Four theories of the longitudinal relationship among competence, psychopathology, and risk were tested over the transition from childhood to young adulthood using univariate analyses and Structural Equation Modeling. These theories included: 1) the Failure Model, which posits that early deficits in competence lead to later emotional and behavior problems, 2) the Disability Model, which posits that early emotional and behavior problems lead to later competence deficits, 3) the Shared Risk Model, which posits that early economic and family risk factors lead to both psychological problems and competence deficits, and 4) the Complex Model, which posits that all three models may operate simultaneously.

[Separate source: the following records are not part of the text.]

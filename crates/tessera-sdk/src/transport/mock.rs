//! Scripted in-memory node for tests

use std::collections::{HashMap, VecDeque};
use std::sync::{Arc, Mutex, MutexGuard, PoisonError};

use async_trait::async_trait;
use serde_json::Value;

use super::Transport;
use crate::envelope::{RpcEnvelope, RpcResponse};
use crate::SdkError;

/// Method-not-found, returned for methods with no scripted answer
const METHOD_NOT_FOUND: i64 = -32601;

#[derive(Debug, Clone)]
enum Reply {
    Result(Value),
    Error { code: i64, message: String },
}

#[derive(Debug, Default)]
struct State {
    defaults: HashMap<String, Value>,
    overrides: HashMap<String, Reply>,
    queued: HashMap<String, VecDeque<Reply>>,
    raw: VecDeque<Vec<u8>>,
    reverse_batches: bool,
    requests: Vec<RpcEnvelope>,
    connected: bool,
}

/// Mock transport for testing.
///
/// Clones share state, so a test can keep a handle after moving the transport
/// into a client and inspect what was sent.
#[derive(Debug, Clone)]
pub struct MockTransport {
    state: Arc<Mutex<State>>,
}

impl MockTransport {
    /// Create a new mock transport
    pub fn new() -> Self {
        let mut defaults = HashMap::new();

        // Default responses for common methods
        defaults.insert(
            "eth_coinbase".to_string(),
            Value::String("0x407d73d8a49eeb85d32cf465507dd71d507100c1".to_string()),
        );
        defaults.insert(
            "eth_accounts".to_string(),
            serde_json::json!(["0x407d73d8a49eeb85d32cf465507dd71d507100c1"]),
        );
        defaults.insert("eth_blockNumber".to_string(), Value::String("0x100".to_string())); // Block 256
        defaults.insert("eth_gasPrice".to_string(), Value::String("0x3b9aca00".to_string())); // 1 gwei
        defaults.insert("eth_getBalance".to_string(), Value::String("0xde0b6b3a7640000".to_string()));
        defaults.insert("eth_getTransactionCount".to_string(), Value::String("0x0".to_string()));
        defaults.insert("eth_estimateGas".to_string(), Value::String("0x5208".to_string()));
        defaults.insert(
            "eth_sendTransaction".to_string(),
            Value::String(
                "0x88df016429689c079f3b2f6ad39fa052532c56795b733da78a91ebe6a713944b".to_string(),
            ),
        );
        defaults.insert("eth_getTransactionReceipt".to_string(), Value::Null);
        defaults.insert("eth_getBlockByNumber".to_string(), Value::Null);
        defaults.insert("eth_getCode".to_string(), Value::String("0x".to_string()));
        defaults.insert("eth_call".to_string(), Value::String("0x".to_string()));
        defaults.insert("net_version".to_string(), Value::String("1".to_string()));
        defaults.insert(
            "web3_clientVersion".to_string(),
            Value::String("Mock/v0.1.0".to_string()),
        );

        Self {
            state: Arc::new(Mutex::new(State {
                defaults,
                ..Default::default()
            })),
        }
    }

    fn state(&self) -> MutexGuard<'_, State> {
        self.state.lock().unwrap_or_else(PoisonError::into_inner)
    }

    /// Answer every `method` call with `response` until cleared
    pub fn set_response(&self, method: &str, response: Value) {
        self.state()
            .overrides
            .insert(method.to_string(), Reply::Result(response));
    }

    /// Answer every `method` call with an error until cleared
    pub fn set_error(&self, method: &str, code: i64, message: &str) {
        self.state().overrides.insert(
            method.to_string(),
            Reply::Error {
                code,
                message: message.to_string(),
            },
        );
    }

    /// Answer the next `method` call with `response`, ahead of any override
    pub fn push_response(&self, method: &str, response: Value) {
        self.state()
            .queued
            .entry(method.to_string())
            .or_default()
            .push_back(Reply::Result(response));
    }

    /// Answer the next `method` call with an error
    pub fn push_error(&self, method: &str, code: i64, message: &str) {
        self.state()
            .queued
            .entry(method.to_string())
            .or_default()
            .push_back(Reply::Error {
                code,
                message: message.to_string(),
            });
    }

    /// Reply to the next message with these bytes, whatever was sent
    pub fn push_raw(&self, bytes: impl Into<Vec<u8>>) {
        self.state().raw.push_back(bytes.into());
    }

    /// Answer batches in reverse request order
    pub fn reverse_batches(&self, reverse: bool) {
        self.state().reverse_batches = reverse;
    }

    /// Clear custom responses
    pub fn clear_responses(&self) {
        let mut state = self.state();
        state.overrides.clear();
        state.queued.clear();
        state.raw.clear();
    }

    /// Every envelope received so far, batch members included
    pub fn requests(&self) -> Vec<RpcEnvelope> {
        self.state().requests.clone()
    }

    /// Envelopes received for one method
    pub fn requests_for(&self, method: &str) -> Vec<RpcEnvelope> {
        self.state()
            .requests
            .iter()
            .filter(|r| r.method == method)
            .cloned()
            .collect()
    }

    /// Whether `connect` was called without a later `close`
    pub fn is_connected(&self) -> bool {
        self.state().connected
    }

    fn answer(state: &mut State, envelope: RpcEnvelope) -> RpcResponse {
        let reply = state
            .queued
            .get_mut(&envelope.method)
            .and_then(VecDeque::pop_front)
            .or_else(|| state.overrides.get(&envelope.method).cloned())
            .or_else(|| state.defaults.get(&envelope.method).cloned().map(Reply::Result))
            .unwrap_or_else(|| Reply::Error {
                code: METHOD_NOT_FOUND,
                message: format!("Method not found: {}", envelope.method),
            });

        let id = envelope.id.clone();
        state.requests.push(envelope);

        match reply {
            Reply::Result(value) => RpcResponse::success(id, value),
            Reply::Error { code, message } => RpcResponse::failure(id, code, message),
        }
    }
}

impl Default for MockTransport {
    fn default() -> Self {
        Self::new()
    }
}

#[async_trait]
impl Transport for MockTransport {
    async fn connect(&mut self) -> Result<(), SdkError> {
        self.state().connected = true;
        Ok(())
    }

    async fn send_and_receive(&mut self, request: &[u8]) -> Result<Vec<u8>, SdkError> {
        let mut state = self.state();
        let message: Value = serde_json::from_slice(request)
            .map_err(|e| SdkError::Connection(format!("mock received invalid JSON: {}", e)))?;

        let batch = message.is_array();
        let envelopes: Vec<RpcEnvelope> = if batch {
            serde_json::from_value(message)?
        } else {
            vec![serde_json::from_value(message)?]
        };

        let mut responses: Vec<RpcResponse> = envelopes
            .into_iter()
            .map(|envelope| Self::answer(&mut state, envelope))
            .collect();

        if let Some(raw) = state.raw.pop_front() {
            return Ok(raw);
        }

        let body = if batch {
            if state.reverse_batches {
                responses.reverse();
            }
            serde_json::to_vec(&responses)?
        } else {
            serde_json::to_vec(&responses[0])?
        };
        Ok(body)
    }

    async fn close(&mut self) -> Result<(), SdkError> {
        self.state().connected = false;
        Ok(())
    }

    fn endpoint(&self) -> String {
        "mock://".to_string()
    }
}

#[cfg(test)]
mod tests {
    use super::*;
    use serde_json::json;

    fn envelope(id: &str, method: &str) -> Vec<u8> {
        serde_json::to_vec(&RpcEnvelope::new(id.to_string(), method, vec![])).unwrap()
    }

    async fn exchange(mock: &mut MockTransport, request: Vec<u8>) -> Value {
        let reply = mock.send_and_receive(&request).await.unwrap();
        serde_json::from_slice(&reply).unwrap()
    }

    #[tokio::test]
    async fn test_mock_transport_default_responses() {
        let mut mock = MockTransport::new();
        let reply = exchange(&mut mock, envelope("t-0", "eth_blockNumber")).await;
        assert_eq!(reply["id"], "t-0");
        assert_eq!(reply["result"], "0x100");
    }

    #[tokio::test]
    async fn test_mock_transport_queued_before_override() {
        let mut mock = MockTransport::new();
        mock.set_response("eth_getCode", json!("0x60"));
        mock.push_response("eth_getCode", json!("0x"));

        let first = exchange(&mut mock, envelope("t-0", "eth_getCode")).await;
        let second = exchange(&mut mock, envelope("t-1", "eth_getCode")).await;
        assert_eq!(first["result"], "0x");
        assert_eq!(second["result"], "0x60");
    }

    #[tokio::test]
    async fn test_mock_transport_unknown_method() {
        let mut mock = MockTransport::new();
        let reply = exchange(&mut mock, envelope("t-0", "debug_nothing")).await;
        assert_eq!(reply["error"]["code"], METHOD_NOT_FOUND);
    }

    #[tokio::test]
    async fn test_mock_transport_batch_reversed() {
        let mut mock = MockTransport::new();
        mock.reverse_batches(true);
        let batch = serde_json::to_vec(&vec![
            RpcEnvelope::new("t-0".to_string(), "eth_blockNumber", vec![]),
            RpcEnvelope::new("t-1".to_string(), "eth_coinbase", vec![]),
        ])
        .unwrap();
        let reply = exchange(&mut mock, batch).await;
        assert_eq!(reply[0]["id"], "t-1");
        assert_eq!(reply[1]["id"], "t-0");
        assert_eq!(mock.requests().len(), 2);
    }

    #[tokio::test]
    async fn test_mock_transport_shared_log() {
        let mut mock = MockTransport::new();
        let handle = mock.clone();
        mock.connect().await.unwrap();
        exchange(&mut mock, envelope("t-0", "eth_gasPrice")).await;
        assert!(handle.is_connected());
        assert_eq!(handle.requests_for("eth_gasPrice").len(), 1);
    }
}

Results indicated that the nine-year stability of problems and competence accounted for the largest proportion of the variance of problem and competence outcomes. The processes involved in the Failure, Disability, and Shared Risk Models contributed very small but significant amounts of variance to the prediction of young adult problems and competence after accounting for the stability of problems and competence. Childhood Attention, Internalizing, and Externalizing Problems also accounted for a very small proportion of the variance of young adult Social and School/ Job competence, particularly for boys. Childhood Social and School Competence predicted very small amounts of variance in young adult Attention and Externalizing Problems for girls. In addition, risk factors in childhood accounted for a very small proportion of variance in young adult Internalizing, Externalizing, and Social Competence, particularly for boys. The Complex Model was also supported, as these processes frequently operated simultaneously.
In conclusion, the longitudinal relationship between competence and psychopathology is complex and differs with the gender of the participants and the type of problem and competence being analyzed.
Stevens, M. Erin. "The Longitudinal Relationship Between Competence and Psychopathology Over the Transition from Childhood to Adolescence to Young Adulthood." PhD Diss., Bryn Mawr College, 2007.